## Brief
From the entries below, copy every line where the string "RunId" appears.

## Records provided
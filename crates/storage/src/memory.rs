// SPDX-License-Identifier: BUSL-1.1
// Copyright (c) 2026 Alfred Jean LLC

//! In-memory reference engine: indexed tables behind a single lock.

use crate::{Store, StoreError, StoreResult};
use async_trait::async_trait;
use chrono::{DateTime, Utc};
use fleet_core::{Agent, AgentId, AgentStatus, Bot, BotId, Run, RunEvent, RunId, RunLog, RunStatus};
use indexmap::IndexMap;
use parking_lot::RwLock;

#[derive(Default)]
struct Tables {
    bots: IndexMap<BotId, Bot>,
    agents: IndexMap<AgentId, Agent>,
    runs: IndexMap<RunId, Run>,
    run_events: Vec<RunEvent>,
    run_logs: Vec<RunLog>,
}

/// The in-tree [`Store`] engine. Insertion-ordered tables give deterministic
/// listings; every mutation happens under one write lock, which is what makes
/// `cas_agent_status` a true compare-and-swap.
#[derive(Default)]
pub struct MemoryStore {
    tables: RwLock<Tables>,
}

impl MemoryStore {
    pub fn new() -> Self {
        Self::default()
    }
}

#[async_trait]
impl Store for MemoryStore {
    async fn insert_bot(&self, bot: Bot) -> StoreResult<()> {
        self.tables.write().bots.insert(bot.id.clone(), bot);
        Ok(())
    }

    async fn get_bot(&self, id: &BotId) -> StoreResult<Option<Bot>> {
        Ok(self.tables.read().bots.get(id).cloned())
    }

    async fn update_bot(&self, bot: Bot) -> StoreResult<()> {
        let mut tables = self.tables.write();
        match tables.bots.get_mut(&bot.id) {
            Some(slot) => {
                *slot = bot;
                Ok(())
            }
            None => Err(StoreError::not_found("bot", bot.id.as_str())),
        }
    }

    async fn delete_bot(&self, id: &BotId) -> StoreResult<bool> {
        Ok(self.tables.write().bots.shift_remove(id).is_some())
    }

    async fn list_bots(&self) -> StoreResult<Vec<Bot>> {
        Ok(self.tables.read().bots.values().cloned().collect())
    }

    async fn list_scheduled_bots(&self) -> StoreResult<Vec<Bot>> {
        Ok(self
            .tables
            .read()
            .bots
            .values()
            .filter(|b| b.schedule.is_some())
            .cloned()
            .collect())
    }

    async fn upsert_agent(&self, agent: Agent) -> StoreResult<Agent> {
        let mut tables = self.tables.write();
        tables.agents.insert(agent.agent_id.clone(), agent.clone());
        Ok(agent)
    }

    async fn get_agent(&self, id: &AgentId) -> StoreResult<Option<Agent>> {
        Ok(self.tables.read().agents.get(id).cloned())
    }

    async fn list_agents(&self) -> StoreResult<Vec<Agent>> {
        Ok(self.tables.read().agents.values().cloned().collect())
    }

    async fn record_heartbeat(
        &self,
        id: &AgentId,
        at: DateTime<Utc>,
    ) -> StoreResult<Option<Agent>> {
        let mut tables = self.tables.write();
        Ok(tables.agents.get_mut(id).map(|agent| {
            // Out-of-order delivery never moves the heartbeat backwards.
            agent.last_heartbeat = agent.last_heartbeat.max(at);
            agent.clone()
        }))
    }

    async fn set_agent_status(
        &self,
        id: &AgentId,
        status: AgentStatus,
    ) -> StoreResult<Option<Agent>> {
        let mut tables = self.tables.write();
        Ok(tables.agents.get_mut(id).map(|agent| {
            agent.status = status;
            agent.clone()
        }))
    }

    async fn cas_agent_status(
        &self,
        id: &AgentId,
        expected: AgentStatus,
        next: AgentStatus,
    ) -> StoreResult<Option<Agent>> {
        let mut tables = self.tables.write();
        Ok(tables.agents.get_mut(id).and_then(|agent| {
            if agent.status != expected {
                return None;
            }
            agent.status = next;
            Some(agent.clone())
        }))
    }

    async fn sweep_stale_agents(&self, cutoff: DateTime<Utc>) -> StoreResult<Vec<Agent>> {
        let mut tables = self.tables.write();
        let mut changed = Vec::new();
        for agent in tables.agents.values_mut() {
            if agent.status != AgentStatus::Offline && agent.last_heartbeat < cutoff {
                agent.status = AgentStatus::Offline;
                changed.push(agent.clone());
            }
        }
        Ok(changed)
    }

    async fn insert_run(&self, run: Run) -> StoreResult<()> {
        self.tables.write().runs.insert(run.id.clone(), run);
        Ok(())
    }

    async fn get_run(&self, id: &RunId) -> StoreResult<Option<Run>> {
        Ok(self.tables.read().runs.get(id).cloned())
    }

    async fn update_run(&self, run: Run) -> StoreResult<()> {
        let mut tables = self.tables.write();
        match tables.runs.get_mut(&run.id) {
            Some(slot) => {
                *slot = run;
                Ok(())
            }
            None => Err(StoreError::not_found("run", run.id.as_str())),
        }
    }

    async fn list_runs(&self) -> StoreResult<Vec<Run>> {
        Ok(self.tables.read().runs.values().cloned().collect())
    }

    async fn list_runs_by_bot(&self, bot_id: &BotId) -> StoreResult<Vec<Run>> {
        Ok(self
            .tables
            .read()
            .runs
            .values()
            .filter(|r| &r.bot_id == bot_id)
            .cloned()
            .collect())
    }

    async fn list_runs_by_agent(&self, agent_id: &AgentId) -> StoreResult<Vec<Run>> {
        Ok(self
            .tables
            .read()
            .runs
            .values()
            .filter(|r| r.agent_id.as_ref() == Some(agent_id))
            .cloned()
            .collect())
    }

    async fn find_scheduled_run(
        &self,
        bot_id: &BotId,
        start_time: DateTime<Utc>,
    ) -> StoreResult<Option<Run>> {
        Ok(self
            .tables
            .read()
            .runs
            .values()
            .find(|r| {
                r.status == RunStatus::Scheduled
                    && &r.bot_id == bot_id
                    && r.start_time == Some(start_time)
            })
            .cloned())
    }

    async fn list_due_scheduled(&self, now: DateTime<Utc>) -> StoreResult<Vec<Run>> {
        Ok(self
            .tables
            .read()
            .runs
            .values()
            .filter(|r| {
                r.status == RunStatus::Scheduled && r.start_time.is_some_and(|t| t <= now)
            })
            .cloned()
            .collect())
    }

    async fn list_queued(&self) -> StoreResult<Vec<Run>> {
        let mut queued: Vec<Run> = self
            .tables
            .read()
            .runs
            .values()
            .filter(|r| r.status == RunStatus::Queued)
            .cloned()
            .collect();
        // FIFO over scheduled time; id breaks ties deterministically.
        queued.sort_by(|a, b| {
            let ka = (a.start_time.unwrap_or(DateTime::<Utc>::MIN_UTC), a.id.as_str());
            let kb = (b.start_time.unwrap_or(DateTime::<Utc>::MIN_UTC), b.id.as_str());
            ka.cmp(&kb)
        });
        Ok(queued)
    }

    async fn list_stuck(&self, cutoff: DateTime<Utc>) -> StoreResult<Vec<Run>> {
        Ok(self
            .tables
            .read()
            .runs
            .values()
            .filter(|r| {
                matches!(r.status, RunStatus::Starting | RunStatus::Running)
                    && r.start_time.is_some_and(|t| t < cutoff)
            })
            .cloned()
            .collect())
    }

    async fn append_run_event(&self, event: RunEvent) -> StoreResult<()> {
        let mut tables = self.tables.write();
        if !tables.runs.contains_key(&event.run_id) {
            return Err(StoreError::not_found("run", event.run_id.as_str()));
        }
        tables.run_events.push(event);
        Ok(())
    }

    async fn list_run_events(&self, run_id: &RunId) -> StoreResult<Vec<RunEvent>> {
        Ok(self
            .tables
            .read()
            .run_events
            .iter()
            .filter(|e| &e.run_id == run_id)
            .cloned()
            .collect())
    }

    async fn append_run_log(&self, log: RunLog) -> StoreResult<()> {
        let mut tables = self.tables.write();
        if !tables.runs.contains_key(&log.run_id) {
            return Err(StoreError::not_found("run", log.run_id.as_str()));
        }
        tables.run_logs.push(log);
        Ok(())
    }

    async fn list_run_logs(&self, run_id: &RunId) -> StoreResult<Vec<RunLog>> {
        Ok(self
            .tables
            .read()
            .run_logs
            .iter()
            .filter(|l| &l.run_id == run_id)
            .cloned()
            .collect())
    }
}

#[cfg(test)]
#[path = "memory_tests.rs"]
mod tests;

## The answer
use fleet_core::{Agent, AgentId, AgentStatus, Bot, BotId, Run, RunEvent, RunId, RunLog, RunStatus};
    runs: IndexMap<RunId, Run>,
    async fn get_run(&self, id: &RunId) -> StoreResult<Option<Run>> {
    async fn list_run_events(&self, run_id: &RunId) -> StoreResult<Vec<RunEvent>> {
    async fn list_run_logs(&self, run_id: &RunId) -> StoreResult<Vec<RunLog>> {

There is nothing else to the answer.